Le rasoir d’Occam – le principe selon lequel, face à des explications concurrentes, nous devons choisir la plus simple qui correspond aux faits – n’est pas seulement un outil scientifique. Le rasoir d'Occam, c'est la science, insiste un généticien moléculaire renommé de l'Université de Surrey.


Des réactions chimiques incontrôlées alimentent les crises dans les deux plus grandes décharges du comté de Los Angeles
À des centaines de mètres sous terre, dans une partie longtemps inoccupée de la décharge de Chiquita Canyon, des tonnes de déchets couvent depuis des mois en raison d'une énigmatique réaction chimique.
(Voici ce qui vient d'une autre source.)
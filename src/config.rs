//! # Bridge configuration
//!
//! Everything the device needs at startup lives in one TOML file: network
//! interface, broker endpoint and topics, certificate paths, relay pins,
//! analog channels and loop timing. Every field has a default, so a partial
//! file (or an empty one) is valid.
//!
//! The file is looked up at the path given as the first command-line argument,
//! falling back to `~/.config/relay-bridge/config.toml`. If it does not exist a
//! default one is written there so the user has something to edit.

use crate::mqtt::config::{MqttConfig, TlsConfig};
use crate::sensor::{IioAdc, SensorChannels};
use color_eyre::{eyre::eyre, Result};
use serde::{Deserialize, Serialize};
use std::path::{Path, PathBuf};
use std::time::Duration;
use tracing::{debug, info, warn};

const CONFIG_DIR: &str = ".config/relay-bridge";
const CONFIG_FILE: &str = "config.toml";

#[derive(Deserialize, Serialize, Clone, Debug, Default, PartialEq)]
#[serde(default)]
pub struct BridgeConfig {
    pub network: NetworkConfig,
    pub broker: MqttConfig,
    pub tls: TlsConfig,
    pub relays: RelayConfig,
    pub sensors: SensorConfig,
    pub timing: TimingConfig,
}

/// Network interface the device reaches the broker through.
///
/// Association itself (SSID/passphrase) is handled by the operating system;
/// the SSID here is only reported in logs.
#[derive(Deserialize, Serialize, Clone, Debug, PartialEq, Eq)]
#[serde(default)]
pub struct NetworkConfig {
    pub interface: String,
    pub ssid: String,
}

impl Default for NetworkConfig {
    fn default() -> Self {
        Self {
            interface: "wlan0".to_string(),
            ssid: "your_wifi_ssid".to_string(),
        }
    }
}

/// BCM pin number for relays 1 to 4.
#[derive(Deserialize, Serialize, Clone, Debug, PartialEq, Eq)]
#[serde(default)]
pub struct RelayConfig {
    pub pins: [u8; 4],
}

impl Default for RelayConfig {
    fn default() -> Self {
        Self {
            pins: [23, 22, 21, 19],
        }
    }
}

#[derive(Deserialize, Serialize, Clone, Debug, PartialEq, Eq)]
#[serde(default)]
pub struct SensorConfig {
    /// IIO device directory holding the `in_voltage<n>_raw` files
    pub iio_device: PathBuf,
    pub channels: SensorChannels,
}

impl Default for SensorConfig {
    fn default() -> Self {
        Self {
            iio_device: PathBuf::from(IioAdc::DEFAULT_DEVICE),
            channels: SensorChannels::default(),
        }
    }
}

/// Loop timing, all in milliseconds.
#[derive(Deserialize, Serialize, Clone, Debug, PartialEq, Eq)]
#[serde(default)]
pub struct TimingConfig {
    /// Sleep at the end of every control-loop iteration
    pub publish_interval_ms: u64,
    /// Wait between failed broker connection attempts
    pub reconnect_backoff_ms: u64,
    /// Poll interval while waiting for the network interface
    pub network_poll_ms: u64,
    /// How long each service call drives the MQTT event loop
    pub service_window_ms: u64,
    /// Upper bound for CONNACK/SUBACK/publish write
    pub connect_timeout_ms: u64,
}

impl Default for TimingConfig {
    fn default() -> Self {
        Self {
            publish_interval_ms: 5000,
            reconnect_backoff_ms: 2000,
            network_poll_ms: 1000,
            service_window_ms: 100,
            connect_timeout_ms: 10_000,
        }
    }
}

impl TimingConfig {
    pub fn publish_interval(&self) -> Duration {
        Duration::from_millis(self.publish_interval_ms)
    }

    pub fn reconnect_backoff(&self) -> Duration {
        Duration::from_millis(self.reconnect_backoff_ms)
    }

    pub fn network_poll(&self) -> Duration {
        Duration::from_millis(self.network_poll_ms)
    }

    pub fn service_window(&self) -> Duration {
        Duration::from_millis(self.service_window_ms)
    }

    pub fn connect_timeout(&self) -> Duration {
        Duration::from_millis(self.connect_timeout_ms)
    }
}

impl BridgeConfig {
    pub async fn load(path: &Path) -> Result<Self> {
        let content = tokio::fs::read_to_string(path)
            .await
            .map_err(|e| eyre!("Failed to read config file {}: {}", path.display(), e))?;

        let config: BridgeConfig = toml::from_str(&content)
            .map_err(|e| eyre!("Failed to parse config file {}: {}", path.display(), e))?;

        debug!("Loaded configuration: {:?}", config);
        Ok(config)
    }

    pub async fn save(&self, path: &Path) -> Result<()> {
        if let Some(parent) = path.parent() {
            tokio::fs::create_dir_all(parent)
                .await
                .map_err(|e| eyre!("Failed to create config directory: {}", e))?;
        }

        let content = toml::to_string_pretty(self)
            .map_err(|e| eyre!("Failed to serialize config: {}", e))?;

        tokio::fs::write(path, content)
            .await
            .map_err(|e| eyre!("Failed to write config file {}: {}", path.display(), e))?;

        info!("Configuration written to {}", path.display());
        Ok(())
    }

    /// Writes a default configuration to `path` unless a file already exists.
    pub async fn ensure_default_config(path: &Path) -> Result<()> {
        if tokio::fs::try_exists(path)
            .await
            .map_err(|e| eyre!("Failed to check if config file exists: {}", e))?
        {
            return Ok(());
        }

        info!("Creating default configuration at {}", path.display());
        BridgeConfig::default().save(path).await
    }
}

pub fn default_config_path() -> PathBuf {
    let mut path = get_home_dir();
    path.push(CONFIG_DIR);
    path.push(CONFIG_FILE);
    path
}

fn get_home_dir() -> PathBuf {
    dirs::home_dir().unwrap_or_else(|| {
        warn!("Could not determine home directory, using current directory");
        PathBuf::from(".")
    })
}
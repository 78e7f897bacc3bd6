use rppal::gpio::{Gpio, OutputPin};
use tracing::{debug, info};

use super::command::{RelayChannel, RelayCommand, RelayLevel};

#[derive(Debug, thiserror::Error)]
pub enum RelayError {
    #[error("GPIO error: {0}")]
    Gpio(#[from] rppal::gpio::Error),
}

/// A single digital output line driving one relay.
pub trait RelayOutput {
    fn pin(&self) -> u8;

    /// rppal pin writes cannot fail; the `Result` is for outputs that can
    /// report a failed write.
    fn set_level(&mut self, level: RelayLevel) -> Result<(), RelayError>;
}

/// Relay output on a Raspberry Pi GPIO pin (BCM numbering), active-high.
pub struct GpioRelay {
    pin: OutputPin,
}

impl GpioRelay {
    /// Claims `pin` and configures it as an output. The current level is kept.
    pub fn open(gpio: &Gpio, pin: u8) -> Result<Self, RelayError> {
        let mut output = gpio.get(pin)?.into_output();
        // Relay state is left as-is when the process exits.
        output.set_reset_on_drop(false);
        debug!("GPIO {} configured as output", pin);
        Ok(Self { pin: output })
    }
}

impl RelayOutput for GpioRelay {
    fn pin(&self) -> u8 {
        self.pin.pin()
    }

    fn set_level(&mut self, level: RelayLevel) -> Result<(), RelayError> {
        match level {
            RelayLevel::High => self.pin.set_high(),
            RelayLevel::Low => self.pin.set_low(),
        }
        Ok(())
    }
}

/// Four independent relays.
///
/// The logical level of a channel is `None` until the first command for it,
/// then always the last level written.
pub struct RelayBank {
    outputs: [Box<dyn RelayOutput>; 4],
    levels: [Option<RelayLevel>; 4],
}

impl RelayBank {
    pub fn new(outputs: [Box<dyn RelayOutput>; 4]) -> Self {
        Self {
            outputs,
            levels: [None; 4],
        }
    }

    /// Opens the four GPIO pins in channel order.
    pub fn open_gpio(pins: [u8; 4]) -> Result<Self, RelayError> {
        info!("Configuring relay pins {:?} as outputs", pins);
        let gpio = Gpio::new()?;
        let [p1, p2, p3, p4] = pins;
        Ok(Self::new([
            Box::new(GpioRelay::open(&gpio, p1)?),
            Box::new(GpioRelay::open(&gpio, p2)?),
            Box::new(GpioRelay::open(&gpio, p3)?),
            Box::new(GpioRelay::open(&gpio, p4)?),
        ]))
    }

    /// Exactly one pin write. The logical level only changes if the write succeeds.
    pub fn apply(&mut self, command: RelayCommand) -> Result<(), RelayError> {
        let index = command.channel.index();
        self.outputs[index].set_level(command.level)?;
        self.levels[index] = Some(command.level);
        Ok(())
    }

    pub fn level(&self, channel: RelayChannel) -> Option<RelayLevel> {
        self.levels[channel.index()]
    }

    pub fn levels(&self) -> [Option<RelayLevel>; 4] {
        self.levels
    }

    pub fn pin(&self, channel: RelayChannel) -> u8 {
        self.outputs[channel.index()].pin()
    }
}
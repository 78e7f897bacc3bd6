use std::fmt;

/// One of the four relay outputs.
#[derive(Debug, Clone, Copy, PartialEq, Eq, Hash)]
pub enum RelayChannel {
    One,
    Two,
    Three,
    Four,
}

impl RelayChannel {
    pub const ALL: [RelayChannel; 4] = [
        RelayChannel::One,
        RelayChannel::Two,
        RelayChannel::Three,
        RelayChannel::Four,
    ];

    /// Zero-based position in the relay bank.
    pub fn index(self) -> usize {
        match self {
            RelayChannel::One => 0,
            RelayChannel::Two => 1,
            RelayChannel::Three => 2,
            RelayChannel::Four => 3,
        }
    }

    /// One-based number as used in the command vocabulary.
    pub fn number(self) -> u8 {
        self.index() as u8 + 1
    }
}

impl fmt::Display for RelayChannel {
    fn fmt(&self, f: &mut fmt::Formatter<'_>) -> fmt::Result {
        write!(f, "Relay {}", self.number())
    }
}

/// Output level. High energizes the relay.
#[derive(Debug, Clone, Copy, PartialEq, Eq, Hash)]
pub enum RelayLevel {
    High,
    Low,
}

impl fmt::Display for RelayLevel {
    fn fmt(&self, f: &mut fmt::Formatter<'_>) -> fmt::Result {
        match self {
            RelayLevel::High => write!(f, "ON"),
            RelayLevel::Low => write!(f, "OFF"),
        }
    }
}

#[derive(Debug, Clone, Copy, PartialEq, Eq, Hash)]
pub struct RelayCommand {
    pub channel: RelayChannel,
    pub level: RelayLevel,
}

const fn cmd(channel: RelayChannel, level: RelayLevel) -> RelayCommand {
    RelayCommand { channel, level }
}

const VOCABULARY: [(&str, RelayCommand); 8] = [
    ("RELAY1_ON", cmd(RelayChannel::One, RelayLevel::High)),
    ("RELAY1_OFF", cmd(RelayChannel::One, RelayLevel::Low)),
    ("RELAY2_ON", cmd(RelayChannel::Two, RelayLevel::High)),
    ("RELAY2_OFF", cmd(RelayChannel::Two, RelayLevel::Low)),
    ("RELAY3_ON", cmd(RelayChannel::Three, RelayLevel::High)),
    ("RELAY3_OFF", cmd(RelayChannel::Three, RelayLevel::Low)),
    ("RELAY4_ON", cmd(RelayChannel::Four, RelayLevel::High)),
    ("RELAY4_OFF", cmd(RelayChannel::Four, RelayLevel::Low)),
];

impl RelayCommand {
    /// Exact, case-sensitive, whole-string match against the eight command
    /// literals. Anything else is `None`.
    pub fn parse(text: &str) -> Option<Self> {
        VOCABULARY
            .iter()
            .find(|(literal, _)| *literal == text)
            .map(|(_, command)| *command)
    }

    pub fn as_str(&self) -> &'static str {
        VOCABULARY
            .iter()
            .find(|(_, command)| command == self)
            .map(|(literal, _)| *literal)
            .unwrap_or_default()
    }

    pub fn all() -> impl Iterator<Item = RelayCommand> {
        VOCABULARY.iter().map(|(_, command)| *command)
    }
}

impl fmt::Display for RelayCommand {
    fn fmt(&self, f: &mut fmt::Formatter<'_>) -> fmt::Result {
        f.write_str(self.as_str())
    }
}
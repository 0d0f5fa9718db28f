/// Subscriber transport seams
///
/// The hub never touches sockets directly. A subscriber owns one
/// `PayloadSink` (outbound, driven by the fan-out loop) and its receive loop
/// drives one `PayloadSource` (inbound, driven by the peer). The WebSocket
/// implementations split an upgraded axum socket into the two halves.
use async_trait::async_trait;
use axum::extract::ws::{Message, WebSocket};
use futures::stream::{SplitSink, SplitStream};
use futures::{SinkExt, StreamExt};

use crate::errors::TransportError;

// ============================================================================
// TRAITS
// ============================================================================

/// Outbound half of a subscriber transport
#[async_trait]
pub trait PayloadSink: Send {
    /// Write one payload as one message
    async fn send_payload(&mut self, payload: &str) -> Result<(), TransportError>;

    /// Release the transport. Called at most once per subscriber.
    async fn close(&mut self);
}

/// Inbound half of a subscriber transport
#[async_trait]
pub trait PayloadSource: Send {
    /// Wait for the next peer payload
    ///
    /// `Ok(None)` means the peer closed the connection.
    async fn recv_payload(&mut self) -> Result<Option<String>, TransportError>;
}

// ============================================================================
// WEBSOCKET TRANSPORT
// ============================================================================

/// Outbound half of an upgraded WebSocket
pub struct WsSink {
    inner: SplitSink<WebSocket, Message>,
}

/// Inbound half of an upgraded WebSocket
pub struct WsSource {
    inner: SplitStream<WebSocket>,
}

/// Split an upgraded socket into subscriber transport halves
pub fn split_socket(socket: WebSocket) -> (WsSink, WsSource) {
    let (inner_tx, inner_rx) = socket.split();
    (WsSink { inner: inner_tx }, WsSource { inner: inner_rx })
}

#[async_trait]
impl PayloadSink for WsSink {
    async fn send_payload(&mut self, payload: &str) -> Result<(), TransportError> {
        self.inner
            .send(Message::Text(payload.to_string()))
            .await
            .map_err(|e| TransportError::Send(e.to_string()))
    }

    async fn close(&mut self) {
        // Peer may already be gone
        let _ = self.inner.close().await;
    }
}

#[async_trait]
impl PayloadSource for WsSource {
    async fn recv_payload(&mut self) -> Result<Option<String>, TransportError> {
        while let Some(msg) = self.inner.next().await {
            match msg.map_err(|e| TransportError::Receive(e.to_string()))? {
                Message::Text(text) => return Ok(Some(text)),
                Message::Binary(bytes) => {
                    return Ok(Some(String::from_utf8_lossy(&bytes).into_owned()))
                }
                Message::Close(_) => return Ok(None),
                // Pongs are answered by axum
                Message::Ping(_) | Message::Pong(_) => continue,
            }
        }
        Ok(None)
    }
}

// ============================================================================
// IN-MEMORY TRANSPORT (tests)
// ============================================================================
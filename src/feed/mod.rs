/// Producer feed - the log-producing subprocess and its line pump
///
/// `spawn_producer` starts the producer (by default `adb logcat -v threadtime`)
/// with stdout piped back to us. `pump_lines` turns that stream into records
/// and publishes them to the hub; a full hub queue slows the pump down, which
/// in turn slows the producer through the pipe.
use std::process::Stdio;
use tokio::io::{AsyncBufRead, AsyncBufReadExt};
use tokio::process::{Child, ChildStdout, Command};

use crate::{
    config::FeedConfig,
    errors::{FeedError, HubError},
    logger::{self, LogTag},
    record::parse_line,
    webserver::ws::Hub,
};

// ============================================================================
// PRODUCER PROCESS
// ============================================================================

pub struct ProducerProcess {
    program: String,
    child: Child,
}

/// Spawn the configured producer with a piped stdout
///
/// The child is killed when the handle is dropped.
pub fn spawn_producer(config: &FeedConfig) -> Result<ProducerProcess, FeedError> {
    let child = Command::new(&config.program)
        .args(&config.args)
        .stdin(Stdio::null())
        .stdout(Stdio::piped())
        .stderr(Stdio::inherit())
        .kill_on_drop(true)
        .spawn()
        .map_err(|source| FeedError::Spawn {
            program: config.program.clone(),
            source,
        })?;

    logger::info(
        LogTag::Feed,
        &format!(
            "Producer started: {} {} (pid={})",
            config.program,
            config.args.join(" "),
            child.id().map(|p| p.to_string()).unwrap_or_else(|| "?".to_string())
        ),
    );

    Ok(ProducerProcess {
        program: config.program.clone(),
        child,
    })
}

impl ProducerProcess {
    /// Take the stdout pipe; only the first call returns it
    pub fn take_stdout(&mut self) -> Result<ChildStdout, FeedError> {
        self.child.stdout.take().ok_or(FeedError::NoStdout)
    }

    /// OS process id, None once the child has been reaped
    pub fn id(&self) -> Option<u32> {
        self.child.id()
    }

    /// Kill the producer and reap it; a no-op if it already exited
    pub async fn kill(&mut self) {
        match self.child.try_wait() {
            Ok(Some(status)) => {
                logger::debug(
                    LogTag::Feed,
                    &format!("Producer {} already exited ({})", self.program, status),
                );
                return;
            }
            Ok(None) => {}
            Err(e) => {
                logger::warning(
                    LogTag::Feed,
                    &format!("Producer {} status unavailable: {}", self.program, e),
                );
            }
        }

        match self.child.kill().await {
            Ok(()) => logger::info(LogTag::Feed, &format!("Producer {} stopped", self.program)),
            Err(e) => logger::warning(
                LogTag::Feed,
                &format!("Failed to stop producer {}: {}", self.program, e),
            ),
        }
    }
}

// ============================================================================
// LINE PUMP
// ============================================================================

/// Counters for one pump run
#[derive(Debug, Clone, Copy, Default, PartialEq, Eq)]
pub struct FeedSummary {
    pub lines: u64,
    pub published: u64,
    /// Lines without a message separator
    pub skipped: u64,
    /// Lines that looked like records but failed to parse
    pub rejected: u64,
}

/// Read lines until the stream ends or the hub stops
///
/// Returns `Ok` only when the hub stopped accepting payloads. End of stream
/// is `FeedError::Ended`.
pub async fn pump_lines<R>(mut reader: R, hub: &Hub) -> Result<FeedSummary, FeedError>
where
    R: AsyncBufRead + Unpin,
{
    let mut summary = FeedSummary::default();
    let mut buf = Vec::new();

    loop {
        buf.clear();
        if reader.read_until(b'\n', &mut buf).await? == 0 {
            logger::warning(
                LogTag::Feed,
                &format!(
                    "Producer stream ended (lines={}, published={})",
                    summary.lines, summary.published
                ),
            );
            return Err(FeedError::Ended);
        }
        summary.lines += 1;

        let line = String::from_utf8_lossy(&buf);
        let record = match parse_line(&line) {
            Ok(Some(record)) => record,
            Ok(None) => {
                summary.skipped += 1;
                logger::verbose(LogTag::Feed, &format!("Skipped line: {}", line.trim_end()));
                continue;
            }
            Err(e) => {
                summary.rejected += 1;
                logger::debug(
                    LogTag::Feed,
                    &format!("Unparseable line ({}): {}", e, line.trim_end()),
                );
                continue;
            }
        };

        match hub.publish_record(&record).await {
            Ok(()) => summary.published += 1,
            Err(HubError::Stopped) => {
                logger::debug(
                    LogTag::Feed,
                    &format!("Hub stopped, pump exiting (published={})", summary.published),
                );
                return Ok(summary);
            }
            Err(e) => {
                summary.rejected += 1;
                logger::warning(LogTag::Feed, &format!("Failed to publish record: {}", e));
            }
        }
    }
}

#[cfg(test)]
mod tests {
    use super::*;
    use crate::config::HubConfig;
    use crate::webserver::ws::transport::test_support::ChannelSink;
    use crate::webserver::ws::Subscriber;
    use std::pin::Pin;
    use std::sync::Arc;
    use std::task::{Context, Poll};
    use tokio::io::{AsyncRead, AsyncReadExt, BufReader, ReadBuf};

    const SAMPLE: &str = "--------- beginning of main\n\
        01-02 03:04:05.678  1234  5678 I ActivityManager: Start proc: com.example\n\
        garbage\n\
        13-40 03:04:05.678  1 2 I Tag: bad month\n\
        01-02 03:04:06.000  1234  5679 W Some Tag : spaced: tag\n";

    fn test_hub(capacity: usize) -> Arc<Hub> {
        Hub::new(&HubConfig {
            queue_capacity: capacity,
            ..HubConfig::default()
        })
    }

    #[tokio::test]
    async fn test_pump_publishes_records_and_reports_end() {
        let hub = test_hub(16);
        let (sink, mut rx, _) = ChannelSink::new();
        let subscriber = Arc::new(Subscriber::new(hub.next_subscriber_id(), Box::new(sink)));
        assert!(hub.register(subscriber));
        let runner = tokio::spawn(hub.clone().run());

        let result = pump_lines(BufReader::new(SAMPLE.as_bytes()), &hub).await;
        assert!(matches!(result, Err(FeedError::Ended)));

        let first: serde_json::Value = serde_json::from_str(&rx.recv().await.unwrap()).unwrap();
        assert_eq!(first["Tag"], "ActivityManager");
        assert_eq!(first["Message"], "Start proc: com.example");
        assert_eq!(first["PID"], "1234");

        let second: serde_json::Value = serde_json::from_str(&rx.recv().await.unwrap()).unwrap();
        assert_eq!(second["Tag"], "Some Tag");
        assert_eq!(second["Priority"], "W");
        assert_eq!(second["Message"], "spaced: tag");

        hub.shutdown();
        runner.await.unwrap().unwrap();
    }

    #[tokio::test]
    async fn test_pump_returns_summary_when_hub_stops() {
        let hub = test_hub(16);
        hub.shutdown();

        let input = "--------- beginning of main\n\
            garbage\n\
            13-40 03:04:05.678  1 2 I Tag: bad month\n\
            short line: here\n\
            01-02 03:04:08.000 1 2 I After: stop\n\
            01-02 03:04:09.000 1 2 I Never: read\n";

        let summary = pump_lines(BufReader::new(input.as_bytes()), &hub)
            .await
            .unwrap();
        assert_eq!(
            summary,
            FeedSummary {
                lines: 5,
                published: 0,
                skipped: 2,
                rejected: 2,
            }
        );
    }

    #[tokio::test]
    async fn test_pump_tolerates_invalid_utf8() {
        let hub = test_hub(4);
        let (sink, mut rx, _) = ChannelSink::new();
        assert!(hub.register(Arc::new(Subscriber::new(
            hub.next_subscriber_id(),
            Box::new(sink)
        ))));
        let runner = tokio::spawn(hub.clone().run());

        let mut input = b"01-02 03:04:05.000 1 2 E Bin: value ".to_vec();
        input.extend_from_slice(&[0xff, 0xfe]);
        input.push(b'\n');

        let result = pump_lines(BufReader::new(&input[..]), &hub).await;
        assert!(matches!(result, Err(FeedError::Ended)));

        let payload: serde_json::Value = serde_json::from_str(&rx.recv().await.unwrap()).unwrap();
        assert!(payload["Message"].as_str().unwrap().starts_with("value "));

        hub.shutdown();
        runner.await.unwrap().unwrap();
    }

    /// Reader whose every read fails, like a producer pipe torn down mid-stream
    struct BrokenPipe;

    impl AsyncRead for BrokenPipe {
        fn poll_read(
            self: Pin<&mut Self>,
            _cx: &mut Context<'_>,
            _buf: &mut ReadBuf<'_>,
        ) -> Poll<std::io::Result<()>> {
            Poll::Ready(Err(std::io::Error::new(
                std::io::ErrorKind::BrokenPipe,
                "producer pipe closed",
            )))
        }
    }

    #[tokio::test]
    async fn test_pump_read_failure_is_fatal() {
        let hub = test_hub(4);
        let (sink, mut rx, _) = ChannelSink::new();
        assert!(hub.register(Arc::new(Subscriber::new(
            hub.next_subscriber_id(),
            Box::new(sink)
        ))));
        let runner = tokio::spawn(hub.clone().run());

        let input = "01-02 03:04:05.000 1 2 I Before: failure\n".as_bytes();
        let reader = BufReader::new(input.chain(BrokenPipe));

        let result = pump_lines(reader, &hub).await;
        match &result {
            Err(FeedError::Read(e)) => assert_eq!(e.kind(), std::io::ErrorKind::BrokenPipe),
            other => panic!("expected read failure, got {:?}", other),
        }

        let payload: serde_json::Value = serde_json::from_str(&rx.recv().await.unwrap()).unwrap();
        assert_eq!(payload["Tag"], "Before");

        let err = crate::run::feed_outcome(Ok(result)).unwrap_err();
        assert!(err.contains("Read error"));

        hub.shutdown();
        runner.await.unwrap().unwrap();
    }

    #[tokio::test]
    async fn test_spawn_missing_program_fails() {
        let config = FeedConfig {
            program: "/nonexistent/logcast-producer".to_string(),
            args: vec![],
        };
        let err = spawn_producer(&config).err().unwrap();
        assert!(matches!(err, FeedError::Spawn { .. }));
    }

    #[cfg(unix)]
    #[tokio::test]
    async fn test_spawn_and_pump_real_process() {
        let hub = test_hub(8);
        let (sink, mut rx, _) = ChannelSink::new();
        assert!(hub.register(Arc::new(Subscriber::new(
            hub.next_subscriber_id(),
            Box::new(sink)
        ))));
        let runner = tokio::spawn(hub.clone().run());

        let config = FeedConfig {
            program: "printf".to_string(),
            args: vec!["01-02 03:04:05.000 10 20 D Proc: from child\\n".to_string()],
        };
        let mut producer = spawn_producer(&config).unwrap();
        let stdout = producer.take_stdout().unwrap();
        assert!(matches!(producer.take_stdout(), Err(FeedError::NoStdout)));

        let result = pump_lines(BufReader::new(stdout), &hub).await;
        assert!(matches!(result, Err(FeedError::Ended)));
        producer.kill().await;

        let payload: serde_json::Value = serde_json::from_str(&rx.recv().await.unwrap()).unwrap();
        assert_eq!(payload["Tag"], "Proc");
        assert_eq!(payload["Message"], "from child");

        hub.shutdown();
        runner.await.unwrap().unwrap();
    }
}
L'analyse d'anciens échantillons de cuir scythe montre que deux d'entre eux étaient fabriqués à partir de peau humaine.
Une équipe multi-institutionnelle d'anthropologues a découvert que deux morceaux de cuir scythe ancien découverts sur des sites en Ukraine étaient fabriqués à partir de peau humaine. Dans leur projet, rapporté sur le site en libre accès PLOS ONE, le groupe a testé un récit de l'historien grec Hérodote sur certains comportements d'anciens guerriers scythes.


Les scientifiques découvrent un lien entre la météo océanique et le climat mondial, en utilisant une analyse mécanique plutôt que statistique
Une équipe internationale de scientifiques a découvert la première preuve directe reliant des systèmes météorologiques apparemment aléatoires dans l'océan et le climat à l'échelle mondiale. Dirigée par Hussein Aluie, professeur agrégé au département de génie mécanique de l'Université de Rochester et scientifique au Laboratoire d'énergie laser de l'Université, l'équipe a rapporté ses découvertes dans Science Advances.